Rainfall Needed for Georgia Cotton

Clint Thompson Georgia

Cotton plants in a field in Tift County.

By Clint Thompson

Georgia cotton is in the ground. It just needs water to help spur growth.

The Georgia Cotton Commission and University of Georgia Extension Cotton Team encourage producers with irrigated fields to stay on top of their water needs, especially as the drought continues.

Camp Hand

“For the irrigated guys, once you fall behind, it’s extremely difficult to catch up. Just don’t fall behind,” said Camp Hand, University of Georgia (UGA) Extension cotton agronomist.
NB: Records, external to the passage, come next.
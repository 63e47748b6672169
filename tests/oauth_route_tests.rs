mod common;

use axum::{
    body::Body,
    http::{Method, Request, StatusCode, header},
};
use common::ZohoDouble;
use std::collections::HashMap;
use tower::ServiceExt;
use url::Url;

fn get(uri: &str, cookie: Option<&str>) -> Request<Body> {
    let mut builder = Request::builder().method(Method::GET).uri(uri);
    if let Some(cookie) = cookie {
        builder = builder.header(header::COOKIE, cookie);
    }
    builder.body(Body::empty()).unwrap()
}

#[tokio::test]
async fn authorization_round_trip_stores_token() {
    let double = ZohoDouble::default();
    let app = common::test_app(&double, "oauth-flow").await;

    let resp = app
        .router
        .clone()
        .oneshot(get("/zoho/auth", None))
        .await
        .unwrap();
    assert_eq!(resp.status(), StatusCode::TEMPORARY_REDIRECT);

    let location = resp.headers()[header::LOCATION].to_str().unwrap();
    let location = Url::parse(location).unwrap();
    assert_eq!(location.path(), "/oauth/v2/auth");
    let params: HashMap<String, String> = location.query_pairs().into_owned().collect();
    assert_eq!(params["access_type"], "offline");
    assert_eq!(params["client_id"], "1000.TESTCLIENT");
    let csrf_state = params["state"].clone();

    let set_cookie = resp.headers()[header::SET_COOKIE].to_str().unwrap();
    assert!(set_cookie.contains("HttpOnly"));
    let cookie = set_cookie.split(';').next().unwrap().to_string();

    let resp = app
        .router
        .oneshot(get(
            &format!("/zoho/oauth/callback?code=grant-123&state={csrf_state}"),
            Some(&cookie),
        ))
        .await
        .unwrap();
    assert_eq!(resp.status(), StatusCode::OK);
    let body = common::body_json(resp).await;
    assert_eq!(body["success"], true);

    let latest = app.db.latest_token().await.unwrap().unwrap();
    assert_eq!(body["token_id"], latest.id);
    assert_eq!(latest.access_token, "access-from-code");
    assert_eq!(latest.refresh_token, "refresh-from-code");

    let exchange = double.requests_to(Method::POST, "/oauth/v2/token");
    assert_eq!(exchange[0].form()["code"], "grant-123");
}

#[tokio::test]
async fn callback_without_session_or_with_bad_state_is_forbidden() {
    let double = ZohoDouble::default();
    let app = common::test_app(&double, "oauth-reject").await;

    let resp = app
        .router
        .clone()
        .oneshot(get("/zoho/oauth/callback?code=x&state=y", None))
        .await
        .unwrap();
    assert_eq!(resp.status(), StatusCode::FORBIDDEN);
    assert_eq!(common::body_json(resp).await["code"], "OAUTH_SESSION_MISSING");

    let resp = app
        .router
        .clone()
        .oneshot(get("/zoho/auth", None))
        .await
        .unwrap();
    let cookie = resp.headers()[header::SET_COOKIE]
        .to_str()
        .unwrap()
        .split(';')
        .next()
        .unwrap()
        .to_string();

    let resp = app
        .router
        .clone()
        .oneshot(get("/zoho/oauth/callback?code=x&state=forged", Some(&cookie)))
        .await
        .unwrap();
    assert_eq!(resp.status(), StatusCode::FORBIDDEN);
    assert_eq!(common::body_json(resp).await["code"], "CSRF_MISMATCH");

    let resp = app
        .router
        .oneshot(get("/zoho/oauth/callback?error=access_denied", Some(&cookie)))
        .await
        .unwrap();
    assert_eq!(resp.status(), StatusCode::FORBIDDEN);
    assert_eq!(common::body_json(resp).await["code"], "CONSENT_DENIED");

    assert!(double.requests_to(Method::POST, "/oauth/v2/token").is_empty());
    assert_eq!(app.db.list_tokens().await.unwrap().len(), 1, "only the seeded token");
}
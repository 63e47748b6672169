use chrono::{DateTime, Utc};
use serde::{Deserialize, Serialize};
use sqlx::FromRow;
use std::fmt;

#[derive(Debug, Clone, Serialize, Deserialize, PartialEq, FromRow)]
pub struct DbOAuthToken {
    pub id: i64,
    pub access_token: String,
    pub refresh_token: String,
    pub token_type: String,
    /// Lifetime in seconds, counted from `created_at`.
    pub expires_in: i64,
    pub created_at: DateTime<Utc>,
}

#[derive(Debug, Clone, Serialize, Deserialize, PartialEq, FromRow)]
pub struct DbPost {
    pub id: i64,
    pub post_type: String,
    pub title: String,
    pub zoho_id: Option<String>,
    pub featured_image: Option<String>,
    pub created_at: DateTime<Utc>,
}

#[derive(Debug, Clone, Serialize, Deserialize, PartialEq, FromRow)]
pub struct DbRelation {
    pub id: i64,
    pub rel_id: i64,
    pub parent_object_id: i64,
    pub child_object_id: i64,
    pub created_at: DateTime<Utc>,
}

/// Local content types mirrored from the CRM.
#[derive(Debug, Clone, Copy, PartialEq, Eq, Hash, Serialize, Deserialize)]
#[serde(rename_all = "lowercase")]
pub enum PostType {
    Evento,
    Empresa,
    Ponente,
}

impl PostType {
    pub fn as_str(self) -> &'static str {
        match self {
            PostType::Evento => "evento",
            PostType::Empresa => "empresa",
            PostType::Ponente => "ponente",
        }
    }
}

impl fmt::Display for PostType {
    fn fmt(&self, f: &mut fmt::Formatter<'_>) -> fmt::Result {
        f.write_str(self.as_str())
    }
}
All of South Georgia has gone from extremely wet conditions in May to extremely dry in June. According to the UGA Automated Weather Network, Tifton, Georgia received 0.79 inches of rain from June 1 to June 20, compared to 5.32 inches last year. Albany, Georgia, was even worse, collecting 0.14 inches of rainfall during that same timeframe, compared to 8.54 inches last year.

“I did do some traveling (Thursday) over to Midville, and in the Coffee County area, Ben Hill County, and that cotton is pretty thirsty in some spots. In the north part of Georgia, Morgan County, Oconee County type area, they hadn’t gotten rain in three weeks. They need it bad. In South Georgia, we’re a little bit better off than that, but we’re not far off,” Hand said. “It’s getting to the point on some of our earlier planted stuff that if we don’t get something, it could get bad. But we’re not to that point yet. It’s dry, but we’re optimistic that there’s some chances in the forecast for most of South Georgia next week. We’re going to be optimistic.”

Approximately half of the cotton acreage is planted in a dryland field with no access to irrigation. That makes rainfall a must for a lot of growers.

“If it’s hot enough and (the plants) are coming up, it could potentially kill them. If you didn’t plant into good moisture, they could wither up and die,” Hand said. “I’d say the majority of our crop is probably squaring now. By the end of this week, we’ll be close to 50% squaring. Once we start blooming is when it gets really vital. We’ve got to start catching rains and keeping the water on it whenever we start blooming. That’s whenever it starts filling those bolls out and stuff like that.”